**Your goal:**
Extract all lines that hold "ClassifierResult" from the records below.

**Data to examine:**
+---+

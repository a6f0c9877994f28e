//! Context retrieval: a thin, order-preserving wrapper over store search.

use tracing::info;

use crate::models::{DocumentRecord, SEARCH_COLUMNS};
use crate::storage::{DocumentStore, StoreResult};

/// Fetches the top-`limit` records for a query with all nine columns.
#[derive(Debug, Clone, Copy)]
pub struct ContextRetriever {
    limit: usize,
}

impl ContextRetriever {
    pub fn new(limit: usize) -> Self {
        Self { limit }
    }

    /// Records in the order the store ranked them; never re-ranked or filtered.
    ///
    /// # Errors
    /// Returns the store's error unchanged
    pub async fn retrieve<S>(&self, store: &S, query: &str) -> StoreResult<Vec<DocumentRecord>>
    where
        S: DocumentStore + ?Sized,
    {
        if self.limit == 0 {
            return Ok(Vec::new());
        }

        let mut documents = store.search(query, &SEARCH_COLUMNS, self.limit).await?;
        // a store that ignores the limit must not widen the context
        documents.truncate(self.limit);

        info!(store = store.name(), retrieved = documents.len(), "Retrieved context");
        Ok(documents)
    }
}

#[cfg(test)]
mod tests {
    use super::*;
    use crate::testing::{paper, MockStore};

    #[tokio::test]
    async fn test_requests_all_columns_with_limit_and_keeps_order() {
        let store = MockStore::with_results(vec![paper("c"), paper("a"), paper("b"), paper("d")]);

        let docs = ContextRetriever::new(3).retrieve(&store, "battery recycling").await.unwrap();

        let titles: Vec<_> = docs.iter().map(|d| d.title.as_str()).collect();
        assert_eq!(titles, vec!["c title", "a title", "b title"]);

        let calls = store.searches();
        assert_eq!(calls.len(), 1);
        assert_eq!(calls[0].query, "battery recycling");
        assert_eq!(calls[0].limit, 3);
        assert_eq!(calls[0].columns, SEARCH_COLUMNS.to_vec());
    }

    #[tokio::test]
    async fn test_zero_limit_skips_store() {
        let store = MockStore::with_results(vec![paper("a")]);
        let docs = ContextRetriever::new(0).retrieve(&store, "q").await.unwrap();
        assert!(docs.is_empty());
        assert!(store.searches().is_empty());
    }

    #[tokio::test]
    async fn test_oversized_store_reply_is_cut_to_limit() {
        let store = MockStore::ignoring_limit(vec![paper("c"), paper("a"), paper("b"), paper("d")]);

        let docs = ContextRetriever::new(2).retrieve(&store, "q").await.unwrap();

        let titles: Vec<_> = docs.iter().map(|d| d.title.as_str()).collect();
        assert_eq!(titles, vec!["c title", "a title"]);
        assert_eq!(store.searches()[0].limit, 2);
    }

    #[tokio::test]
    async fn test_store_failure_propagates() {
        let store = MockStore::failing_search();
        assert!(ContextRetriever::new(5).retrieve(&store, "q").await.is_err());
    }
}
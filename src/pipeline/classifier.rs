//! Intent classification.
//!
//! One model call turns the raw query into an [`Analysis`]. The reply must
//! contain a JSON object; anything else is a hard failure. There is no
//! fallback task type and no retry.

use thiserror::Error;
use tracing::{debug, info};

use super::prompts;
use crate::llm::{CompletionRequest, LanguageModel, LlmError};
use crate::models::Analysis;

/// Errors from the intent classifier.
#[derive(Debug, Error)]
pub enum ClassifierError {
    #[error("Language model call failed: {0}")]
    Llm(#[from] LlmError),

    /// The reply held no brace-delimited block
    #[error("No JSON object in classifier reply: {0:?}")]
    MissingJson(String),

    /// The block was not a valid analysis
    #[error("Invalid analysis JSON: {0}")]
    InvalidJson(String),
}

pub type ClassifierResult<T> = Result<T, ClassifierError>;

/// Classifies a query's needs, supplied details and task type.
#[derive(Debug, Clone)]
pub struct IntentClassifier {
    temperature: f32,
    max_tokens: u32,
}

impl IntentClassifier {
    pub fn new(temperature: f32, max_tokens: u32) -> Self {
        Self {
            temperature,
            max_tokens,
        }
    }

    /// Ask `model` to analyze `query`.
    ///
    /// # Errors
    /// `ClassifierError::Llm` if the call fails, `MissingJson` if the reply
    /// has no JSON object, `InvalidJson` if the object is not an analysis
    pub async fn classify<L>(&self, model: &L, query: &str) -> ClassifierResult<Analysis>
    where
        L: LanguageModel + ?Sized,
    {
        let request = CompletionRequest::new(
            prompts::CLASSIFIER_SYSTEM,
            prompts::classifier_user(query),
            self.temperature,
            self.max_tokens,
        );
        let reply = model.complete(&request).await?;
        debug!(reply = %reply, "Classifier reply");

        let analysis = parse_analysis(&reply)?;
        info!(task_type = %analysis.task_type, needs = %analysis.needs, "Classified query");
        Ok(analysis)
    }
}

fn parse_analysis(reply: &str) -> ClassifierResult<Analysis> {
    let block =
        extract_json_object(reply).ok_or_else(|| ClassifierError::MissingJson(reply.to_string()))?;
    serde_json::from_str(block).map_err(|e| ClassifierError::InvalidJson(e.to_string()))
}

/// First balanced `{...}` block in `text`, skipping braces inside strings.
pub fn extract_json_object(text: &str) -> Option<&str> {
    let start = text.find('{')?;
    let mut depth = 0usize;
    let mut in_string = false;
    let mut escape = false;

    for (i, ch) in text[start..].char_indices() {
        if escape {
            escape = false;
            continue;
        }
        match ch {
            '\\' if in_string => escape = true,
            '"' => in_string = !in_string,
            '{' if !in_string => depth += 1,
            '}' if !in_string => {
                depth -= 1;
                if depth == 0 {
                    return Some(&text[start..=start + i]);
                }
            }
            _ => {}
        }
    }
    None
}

+---+

**Response area:**
pub type ClassifierResult<T> = Result<T, ClassifierError>;
    pub async fn classify<L>(&self, model: &L, query: &str) -> ClassifierResult<Analysis>
fn parse_analysis(reply: &str) -> ClassifierResult<Analysis> {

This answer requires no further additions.